A beat reporter crawled under Durant's skin by asking him about all the moves and rumors around the NBA that could have been motivated by a desire to steal Durant's talent from the Warriors. The 10-time All-Star forward questioned the media's motives, honesty and accuracy. Durant also asserted he had no part in trading Kristaps Porzingis from the Knicks to the Mavericks, which means the whispers of Durant leading a fast-break to the Big Apple are piercing his low-key regularity. 

This is all part of a larger narrative. There have also been reports that Durant is sick of playing second fiddle to LeBron James and figured that beating him in consecutive NBA Finals would have granted Durant the crown as the NBA's preeminent player. If that was his goal, then he made a gross miscalculation. Joining a 73-win club in Golden State to become the last cog in an indestructible hardwood machine was the quick way to get rings, not respect. 

But if Durant, 30, wants to make an eternal mark on the league and his legacy, he may just consider switching coasts and joining the hapless Knicks. It's a gamble of epic contours, surrendering his lavish life in sunny California for the frostbitten streets of NYC, swapping the yearly romp to June for a squad that never sees May and has bagged zero rings since 1973 and moving from a 41-15 mansion to a 10-46 homeless shelter. 

MORE: Knicks Remove Kevin Durant Photo From Season-Ticket Advertising

If he opts out of his contract, which he is expected to do, Durant will become an unrestricted free agent this summer. Perhaps there's never been a more dissected free agent move than Durant's migration from Oklahoma to California. ESPN's Stephen A. Smith, NBA insider nonpareil, called it the weakest move he's ever seen from a big-time pro athlete. Like most seismic celebrity shifts, you either are all in or out on Durant. 

But if Durant comes to NYC and boots these foul ghosts from Madison Square Garden, and somehow wins that last game that eluded Patrick Ewing, then Durant would rewrite his eulogy and his legacy. 
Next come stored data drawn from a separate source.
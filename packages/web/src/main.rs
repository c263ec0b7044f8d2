use dioxus::prelude::*;

use gateways::Gateways;
use views::{
    CityDelete, CityDetail, CityEdit, CityList, CityNew, RideDelete, RideDetail, RideEdit,
    RideList, RideNew, ShareCityDelete, ShareCityDetail, ShareCityEdit, ShareCityList,
    ShareCityNew, ShareRideDelete, ShareRideDetail, ShareRideEdit, ShareRideList, ShareRideNew,
    ShareUserDelete, ShareUserDetail, ShareUserEdit, ShareUserList, ShareUserNew, UsersDelete,
    UsersDetail, UsersEdit, UsersList, UsersNew,
};

mod gateways;
mod views;

/// Every list keeps its `page` and `sort` in the URL so reloads and the back
/// button land on the same slice. Edit and delete carry them too, to return
/// to the list slice they were opened from. `/x/new` is declared before
/// `/x/:id` so "new" is never parsed as an id.
#[derive(Debug, Clone, Routable, PartialEq)]
#[rustfmt::skip]
enum Route {
    #[layout(AppLayout)]
        #[route("/")]
        Home {},

        #[route("/ride?:page&:sort")]
        RideList { page: u64, sort: String },
        #[route("/ride/new")]
        RideNew {},
        #[route("/ride/:id")]
        RideDetail { id: i64 },
        #[route("/ride/:id/edit?:page&:sort")]
        RideEdit { id: i64, page: u64, sort: String },
        #[route("/ride/:id/delete?:page&:sort")]
        RideDelete { id: i64, page: u64, sort: String },

        #[route("/city?:page&:sort")]
        CityList { page: u64, sort: String },
        #[route("/city/new")]
        CityNew {},
        #[route("/city/:id")]
        CityDetail { id: i64 },
        #[route("/city/:id/edit?:page&:sort")]
        CityEdit { id: i64, page: u64, sort: String },
        #[route("/city/:id/delete?:page&:sort")]
        CityDelete { id: i64, page: u64, sort: String },

        #[route("/users?:page&:sort")]
        UsersList { page: u64, sort: String },
        #[route("/users/new")]
        UsersNew {},
        #[route("/users/:id")]
        UsersDetail { id: i64 },
        #[route("/users/:id/edit?:page&:sort")]
        UsersEdit { id: i64, page: u64, sort: String },
        #[route("/users/:id/delete?:page&:sort")]
        UsersDelete { id: i64, page: u64, sort: String },

        #[route("/share-ride?:page&:sort")]
        ShareRideList { page: u64, sort: String },
        #[route("/share-ride/new")]
        ShareRideNew {},
        #[route("/share-ride/:id")]
        ShareRideDetail { id: i64 },
        #[route("/share-ride/:id/edit?:page&:sort")]
        ShareRideEdit { id: i64, page: u64, sort: String },
        #[route("/share-ride/:id/delete?:page&:sort")]
        ShareRideDelete { id: i64, page: u64, sort: String },

        #[route("/share-city?:page&:sort")]
        ShareCityList { page: u64, sort: String },
        #[route("/share-city/new")]
        ShareCityNew {},
        #[route("/share-city/:id")]
        ShareCityDetail { id: i64 },
        #[route("/share-city/:id/edit?:page&:sort")]
        ShareCityEdit { id: i64, page: u64, sort: String },
        #[route("/share-city/:id/delete?:page&:sort")]
        ShareCityDelete { id: i64, page: u64, sort: String },

        #[route("/share-user?:page&:sort")]
        ShareUserList { page: u64, sort: String },
        #[route("/share-user/new")]
        ShareUserNew {},
        #[route("/share-user/:id")]
        ShareUserDetail { id: i64 },
        #[route("/share-user/:id/edit?:page&:sort")]
        ShareUserEdit { id: i64, page: u64, sort: String },
        #[route("/share-user/:id/delete?:page&:sort")]
        ShareUserDelete { id: i64, page: u64, sort: String },
}

const MAIN_CSS: Asset = asset!("/assets/main.css");

fn main() {
    dioxus::launch(App);
}

#[component]
fn App() -> Element {
    use_context_provider(Gateways::from_env);

    rsx! {
        document::Link { rel: "stylesheet", href: MAIN_CSS }

        Router::<Route> {}
    }
}

/// Redirect `/` to the ride list.
#[component]
fn Home() -> Element {
    let nav = use_navigator();
    nav.replace(Route::RideList {
        page: 0,
        sort: String::new(),
    });
    rsx! {}
}

#[component]
fn AppLayout() -> Element {
    rsx! {
        header {
            class: "navbar",
            Link { class: "navbar-brand", to: Route::Home {}, "Shareazade" }
            nav {
                class: "navbar-entities",
                Link { to: Route::RideList { page: 0, sort: String::new() }, "Rides" }
                Link { to: Route::CityList { page: 0, sort: String::new() }, "Cities" }
                Link { to: Route::UsersList { page: 0, sort: String::new() }, "Users" }
                Link { to: Route::ShareRideList { page: 0, sort: String::new() }, "Share Rides" }
                Link { to: Route::ShareCityList { page: 0, sort: String::new() }, "Share Cities" }
                Link { to: Route::ShareUserList { page: 0, sort: String::new() }, "Share Users" }
            }
        }
        main {
            class: "page-container",
            Outlet::<Route> {}
        }
    }
}
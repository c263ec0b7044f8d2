//! Shared UI for the entity CRUD screens: action helpers that drive a
//! signal-held [`store::EntityState`], and the list/dialog components every
//! entity view composes.

pub mod actions;

// Re-export icon library
pub use dioxus_free_icons::Icon;
pub mod icons {
    pub use dioxus_free_icons::icons::fa_solid_icons::*;
}

mod pagination;
pub use pagination::{page_window, total_pages, ItemCount, PaginationBar};

mod table;
pub use table::{EmptyAlert, ErrorAlert, LoadingBanner, SortHeader};

mod delete_dialog;
pub use delete_dialog::DeleteConfirm;
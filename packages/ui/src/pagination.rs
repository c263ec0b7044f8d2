//! List pagination: the page-button bar and the "Showing x - y of z" line.

use dioxus::prelude::*;

/// Number of pages, rounding up.
pub fn total_pages(total_items: i64, items_per_page: u64) -> u64 {
    if total_items <= 0 || items_per_page == 0 {
        return 0;
    }
    (total_items as u64).div_ceil(items_per_page)
}

/// The sliding window of page numbers the bar shows, centered on the active
/// page and clamped to the ends.
pub fn page_window(active_page: u64, total_pages: u64, max_buttons: u64) -> Vec<u64> {
    if total_pages == 0 || max_buttons == 0 {
        return Vec::new();
    }
    let count = max_buttons.min(total_pages);
    let half = count / 2;
    let mut start = active_page.saturating_sub(half).max(1);
    if start + count - 1 > total_pages {
        start = total_pages - count + 1;
    }
    (start..start + count).collect()
}

/// Page selector with first/previous/next/last controls and a window of
/// (at most) five numbered buttons.
#[component]
pub fn PaginationBar(
    active_page: u64,
    total_items: i64,
    items_per_page: u64,
    on_select: EventHandler<u64>,
) -> Element {
    let pages = total_pages(total_items, items_per_page);
    if pages <= 1 {
        return rsx! {};
    }
    let window = page_window(active_page, pages, 5);

    rsx! {
        ul {
            class: "pagination",
            li {
                button {
                    class: "page-link",
                    disabled: active_page <= 1,
                    onclick: move |_| on_select.call(1),
                    "«"
                }
            }
            li {
                button {
                    class: "page-link",
                    disabled: active_page <= 1,
                    onclick: move |_| on_select.call(active_page - 1),
                    "‹"
                }
            }
            for page in window {
                li {
                    key: "{page}",
                    button {
                        class: if page == active_page { "page-link active" } else { "page-link" },
                        onclick: move |_| on_select.call(page),
                        "{page}"
                    }
                }
            }
            li {
                button {
                    class: "page-link",
                    disabled: active_page >= pages,
                    onclick: move |_| on_select.call(active_page + 1),
                    "›"
                }
            }
            li {
                button {
                    class: "page-link",
                    disabled: active_page >= pages,
                    onclick: move |_| on_select.call(pages),
                    "»"
                }
            }
        }
    }
}

/// "Showing x - y of z items" line under a list.
#[component]
pub fn ItemCount(active_page: u64, total_items: i64, items_per_page: u64) -> Element {
    if total_items <= 0 {
        return rsx! {};
    }
    let first = (active_page.saturating_sub(1)) * items_per_page + 1;
    let last = (active_page * items_per_page).min(total_items.max(0) as u64);

    rsx! {
        div {
            class: "item-count",
            "Showing {first} - {last} of {total_items} items."
        }
    }
}

#[cfg(test)]
mod tests {
    use super::*;

    #[test]
    fn total_pages_rounds_up() {
        assert_eq!(total_pages(0, 20), 0);
        assert_eq!(total_pages(1, 20), 1);
        assert_eq!(total_pages(20, 20), 1);
        assert_eq!(total_pages(21, 20), 2);
        assert_eq!(total_pages(-5, 20), 0);
    }

    #[test]
    fn window_is_clamped_to_ends() {
        assert_eq!(page_window(1, 10, 5), vec![1, 2, 3, 4, 5]);
        assert_eq!(page_window(2, 10, 5), vec![1, 2, 3, 4, 5]);
        assert_eq!(page_window(5, 10, 5), vec![3, 4, 5, 6, 7]);
        assert_eq!(page_window(10, 10, 5), vec![6, 7, 8, 9, 10]);
    }

    #[test]
    fn window_shrinks_for_few_pages() {
        assert_eq!(page_window(1, 3, 5), vec![1, 2, 3]);
        assert_eq!(page_window(1, 1, 5), vec![1]);
        assert!(page_window(1, 0, 5).is_empty());
    }
}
We all know it's not as simple as Durant dribbling on the court, shooting his trademark jumper from his endless arms and then the halcyon years of Clyde Frazier and Red Holzman suddenly return. These are the Knicks, with a sprawling streak of ineptitude. Fans are all excited over the idea of the Knicks grabbing Duke's Zion Williamson with the first pick, ignoring the fact that the league's worst record gives you a 48 percent chance at the fifth pick in the draft. They are also ignoring the fact that this tanking thing is somehow different from any other season we've seen over the last, lost two decades. 

The Knicks could bag a blue-chip draft pick, sign a top-tier free agent and still have the salary to splash Durant with copious cash. So by any objective measure, this will be the first time the Knicks have the bandwidth to make power moves and become a real destination for the sport's aristocracy. 

Still, we must consider that Durant may have the tools and talent for this, but he may not have the bleached nerves needed to live in the Big Apple's media fishbowl. Durant is quite sensitive to criticism, with rabbit ears shooting deep into social media space. He even created a fake (burner) Twitter account to jab back at his detractors. So if Durant found sound and fury in Oakland, he has to harden his hide for Gotham. 

Durant will likely win his third NBA title this year. And he will still find frustration in the NBA's pecking order, forever a prince behind King James. Perhaps the only way Kevin Durant can rewrite his legacy is to build one in New York City.